# Préambule

Ce notebook a été extrait de databricks. Il regroupe le code permettant le traitement distribué des données : de l'import des images depuis Google Cloud Storage jusqu'à l'enregistrement des features et prédictions.

# Librairies


In [0]:
# Bases
import pandas as pd
from PIL import Image
import numpy as np
import io

# Tensorflow
import tensorflow as tf
from tensorflow.keras.applications.vgg16 import VGG16, preprocess_input
from tensorflow.keras.preprocessing.image import load_img, img_to_array
from tensorflow.keras.models import Model
from tensorflow.keras import Input

# Pyspark SQL
from pyspark.sql.functions import col, pandas_udf, PandasUDFType, udf
from pyspark.sql.types import StringType

# Pyspark ML
from pyspark.ml.linalg import Vectors, VectorUDT, DenseVector
from pyspark.ml.feature import StandardScaler, PCA, StringIndexer
from pyspark.ml.functions import vector_to_array
from pyspark.ml.classification import RandomForestClassifier

# Configs

In [0]:
spark.conf.set("spark.sql.execution.arrow.maxRecordsPerBatch", "1024")

INPUT_FILE_PATH = "/FileStore/tables/fruits-360-original-size/"
N_COMPONENTS = 50

# Import data

In [0]:
# Read images data with a binary format (images are binary)
images = spark.read.format("binaryFile").option("pathGlobFilter", "*.jpg").option("recursiveFileLookup", "true").load(INPUT_FILE_PATH)
print(f"Number of images: {images.count()}")

# Import pretrain model

VGG-16 est un réseau de neurone de convolution à 16 couches. Il a été pré-entrainé sur plus d'un million d'images du dataset ImageNet. Le modèle pré-entrainé classifie 1000 catégories d'image (objets et animaux).

In [None]:
pretrain_model = VGG16(input_tensor=Input(shape=(224, 224, 3)))
model = Model(inputs=pretrain_model.inputs, outputs=pretrain_model.layers[-2].output)

# Functions

In [0]:
@udf(StringType())
def get_label(x):
    return x.split('/')[-2].split('_')[0]

def model_fn():
  """
  Returns a VGG16 model with top layer removed and broadcasted pretrained weights.
  """
  pretrain_model = VGG16(input_tensor=Input(shape=(224, 224, 3)))

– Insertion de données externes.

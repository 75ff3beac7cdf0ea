// src/services/featured.rs

//! Featured project selection.
//!
//! Every project gets a weight of `importance + U[0, 5)`; the heaviest
//! projects win, preferring one project per category. The jitter makes the
//! homepage change between loads, so the exact pick is not stable. Callers
//! supply the random source, which lets tests pin it down.

use std::collections::HashSet;

use rand::Rng;

use crate::models::Project;

/// How many projects the homepage features.
pub const FEATURED_COUNT: usize = 3;

/// Upper bound (exclusive) of the random bonus added to each weight.
pub const WEIGHT_JITTER: f64 = 5.0;

/// Pick [`FEATURED_COUNT`] projects for the homepage.
pub fn pick_featured<'a, R>(projects: &'a [Project], rng: &mut R) -> Vec<&'a Project>
where
    R: Rng + ?Sized,
{
    pick_featured_n(projects, FEATURED_COUNT, rng)
}

/// Pick up to `count` projects, preferring distinct categories.
///
/// Pass one walks the weighted order and takes projects whose raw category
/// has not been taken yet; uncategorized projects all share a single slot.
/// Pass two tops up from the same order, skipping names already chosen.
pub fn pick_featured_n<'a, R>(projects: &'a [Project], count: usize, rng: &mut R) -> Vec<&'a Project>
where
    R: Rng + ?Sized,
{
    if projects.is_empty() || count == 0 {
        return Vec::new();
    }

    let mut weighted: Vec<(f64, &Project)> = projects
        .iter()
        .map(|project| (project.importance + rng.gen_range(0.0..WEIGHT_JITTER), project))
        .collect();
    weighted.sort_by(|a, b| b.0.total_cmp(&a.0));

    let mut chosen: Vec<&Project> = Vec::with_capacity(count);
    let mut used_categories: HashSet<Option<&str>> = HashSet::new();

    for &(_, project) in &weighted {
        if chosen.len() == count {
            break;
        }
        if used_categories.insert(project.category.as_deref()) {
            chosen.push(project);
        }
    }

    if chosen.len() < count {
        for &(_, project) in &weighted {
            if chosen.len() == count {
                break;
            }
            if !chosen.iter().any(|p| p.name == project.name) {
                chosen.push(project);
            }
        }
    }

    chosen.truncate(count);
    chosen
}
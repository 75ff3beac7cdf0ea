//! md-to-project
//!
//! Prints a Markdown file as a JSON string, ready to paste into a project's
//! `longDescription` in `myData.json`.

use std::path::PathBuf;
use std::process::ExitCode;

use clap::Parser;
use folio::extract;

#[derive(Parser, Debug)]
#[command(
    name = "md-to-project",
    version,
    about = "Convert a Markdown file into a JSON string for longDescription"
)]
struct Cli {
    /// Markdown file to convert
    path: PathBuf,
}

fn main() -> ExitCode {
    let cli = Cli::parse();
    env_logger::Builder::from_env(env_logger::Env::default().default_filter_or("warn")).init();

    match extract::markdown_file_to_json(&cli.path) {
        Ok(json) => {
            println!("{json}");
            ExitCode::SUCCESS
        }
        Err(e) => {
            eprintln!("{e}");
            ExitCode::FAILURE
        }
    }
}
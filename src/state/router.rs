// src/state/router.rs

//! Fragment-based page routing.
//!
//! The site has two pages. `#projects` shows the full listing; every other
//! location, with or without a fragment, is home. Navigation keeps a history
//! stack so back/forward behave like the browser's.

use std::fmt;
use std::str::FromStr;

use crate::error::AppError;
use crate::utils::SiteBase;

/// Fragment that selects the projects page.
pub const PROJECTS_FRAGMENT: &str = "projects";

/// One of the two pages.
#[derive(Debug, Clone, Copy, PartialEq, Eq, Default)]
pub enum Page {
    #[default]
    Home,
    Projects,
}

impl Page {
    /// Page for a location such as `/me/#projects`.
    pub fn from_location(location: &str) -> Self {
        match location.split_once('#') {
            Some((_, fragment)) if fragment == PROJECTS_FRAGMENT => Page::Projects,
            _ => Page::Home,
        }
    }

    pub fn as_str(self) -> &'static str {
        match self {
            Page::Home => "home",
            Page::Projects => "projects",
        }
    }
}

impl fmt::Display for Page {
    fn fmt(&self, f: &mut fmt::Formatter<'_>) -> fmt::Result {
        f.write_str(self.as_str())
    }
}

impl FromStr for Page {
    type Err = AppError;

    fn from_str(s: &str) -> Result<Self, Self::Err> {
        match s {
            "home" => Ok(Page::Home),
            "projects" => Ok(Page::Projects),
            other => Err(AppError::validation(format!("Unknown page: {other}"))),
        }
    }
}

/// In-app navigation with a browser-like history.
#[derive(Debug, Clone)]
pub struct Router {
    base: SiteBase,
    entries: Vec<String>,
    cursor: usize,
    page: Page,
}

impl Router {
    /// Start at `location`.
    pub fn new(base: SiteBase, location: impl Into<String>) -> Self {
        let location = location.into();
        let page = Page::from_location(&location);
        Self {
            base,
            entries: vec![location],
            cursor: 0,
            page,
        }
    }

    /// Start at the home path.
    pub fn at_home(base: SiteBase) -> Self {
        let home = base.with_base("/");
        Self::new(base, home)
    }

    pub fn page(&self) -> Page {
        self.page
    }

    pub fn location(&self) -> &str {
        &self.entries[self.cursor]
    }

    pub fn home_path(&self) -> String {
        self.base.with_base("/")
    }

    pub fn projects_path(&self) -> String {
        self.base.with_base(&format!("#{PROJECTS_FRAGMENT}"))
    }

    /// Path of a page.
    pub fn path_for(&self, page: Page) -> String {
        match page {
            Page::Home => self.home_path(),
            Page::Projects => self.projects_path(),
        }
    }

    /// Push a new location, dropping any forward history.
    pub fn navigate(&mut self, path: impl Into<String>) -> Page {
        self.entries.truncate(self.cursor + 1);
        self.entries.push(path.into());
        self.cursor += 1;
        self.sync()
    }

    /// Navigate to a page by name.
    pub fn go_to(&mut self, page: Page) -> Page {
        let path = self.path_for(page);
        self.navigate(path)
    }

    /// Step back in history; `None` at the oldest entry.
    pub fn back(&mut self) -> Option<Page> {
        if self.cursor == 0 {
            return None;
        }
        self.cursor -= 1;
        Some(self.sync())
    }

    /// Step forward in history; `None` at the newest entry.
    pub fn forward(&mut self) -> Option<Page> {
        if self.cursor + 1 >= self.entries.len() {
            return None;
        }
        self.cursor += 1;
        Some(self.sync())
    }

    /// Replace the fragment of the current location, as a direct edit of
    /// the address bar would. An empty fragment removes it.
    pub fn set_fragment(&mut self, fragment: &str) -> Page {
        let path = match self.location().split_once('#') {
            Some((path, _)) => path,
            None => self.location(),
        };
        let next = if fragment.is_empty() {
            path.to_string()
        } else {
            format!("{path}#{}", fragment.trim_start_matches('#'))
        };
        self.navigate(next)
    }

    fn sync(&mut self) -> Page {
        self.page = Page::from_location(self.location());
        self.page
    }
}

#[cfg(test)]
mod tests {
    use super::*;

    #[test]
    fn test_page_from_location() {
        assert_eq!(Page::from_location("/"), Page::Home);
        assert_eq!(Page::from_location("/#projects"), Page::Projects);
        assert_eq!(Page::from_location("/me#projects"), Page::Projects);
        assert_eq!(Page::from_location("/#Projects"), Page::Home);
        assert_eq!(Page::from_location("/#projects/x"), Page::Home);
        assert_eq!(Page::from_location("/#"), Page::Home);
        assert_eq!(Page::from_location("/#about"), Page::Home);
    }

    #[test]
    fn test_page_from_str() {
        assert_eq!("projects".parse::<Page>().unwrap(), Page::Projects);
        assert!("about".parse::<Page>().is_err());
    }

    #[test]
    fn test_paths_with_base() {
        let router = Router::at_home(SiteBase::new("/me/"));
        assert_eq!(router.home_path(), "/me/");
        assert_eq!(router.projects_path(), "/me#projects");
        assert_eq!(router.location(), "/me/");
        assert_eq!(router.page(), Page::Home);
    }

    #[test]
    fn test_navigate_and_history() {
        let mut router = Router::at_home(SiteBase::default());
        assert_eq!(router.go_to(Page::Projects), Page::Projects);
        assert_eq!(router.location(), "#projects");

        assert_eq!(router.back(), Some(Page::Home));
        assert_eq!(router.back(), None);
        assert_eq!(router.forward(), Some(Page::Projects));
        assert_eq!(router.forward(), None);
    }

    #[test]
    fn test_navigate_drops_forward_entries() {
        let mut router = Router::at_home(SiteBase::default());
        router.go_to(Page::Projects);
        router.back();
        router.navigate("/about");
        assert_eq!(router.page(), Page::Home);
        assert_eq!(router.forward(), None);
    }

    #[test]
    fn test_set_fragment() {
        let mut router = Router::new(SiteBase::new("/me"), "/me/#about");
        assert_eq!(router.page(), Page::Home);

        assert_eq!(router.set_fragment("projects"), Page::Projects);
        assert_eq!(router.location(), "/me/#projects");

        assert_eq!(router.set_fragment(""), Page::Home);
        assert_eq!(router.location(), "/me/");

        assert_eq!(router.back(), Some(Page::Projects));
    }
}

  # remove two lasts layers to return 4096 features instead of classification predictions
  model = Model(inputs=pretrain_model.inputs, outputs=pretrain_model.layers[-2].output)
  return model

def preprocess(content):
  """
  Preprocesses raw image bytes for prediction.
  """
  # open image (binary format) and resize it (224 on 224 pixels) 
  img = Image.open(io.BytesIO(content)).resize([224, 224])
  # convert image to an numpy array
  arr = img_to_array(img)
  return preprocess_input(arr)

def featurize_series(model, content_series):
  """
  Featurize a pd.Series of raw images using the input model.
  :return: a pd.Series of image features
  """
  input = np.stack(content_series.map(preprocess))
  preds = model.predict(input)
  output = [p.flatten() for p in preds]
  return pd.Series(output)

@pandas_udf('array<float>', PandasUDFType.SCALAR_ITER)
def featurize_udf(content_series_iter):
  '''
  This method is a Scalar Iterator pandas UDF wrapping our featurization function.
  The decorator specifies that this returns a Spark DataFrame column of type ArrayType(FloatType).
  
  Parameters
  ----------
      content_series_iter: 
        This argument is an iterator over batches of data, where each batch is a pandas Series of image data.
  '''
  model = model_fn()
  for content_series in content_series_iter:
    yield featurize_series(model, content_series)

# Feature extraction

In [0]:
# partition dataset in 16 parts
features_df = images.repartition(16).select(col("path"), featurize_udf("content").alias("features"))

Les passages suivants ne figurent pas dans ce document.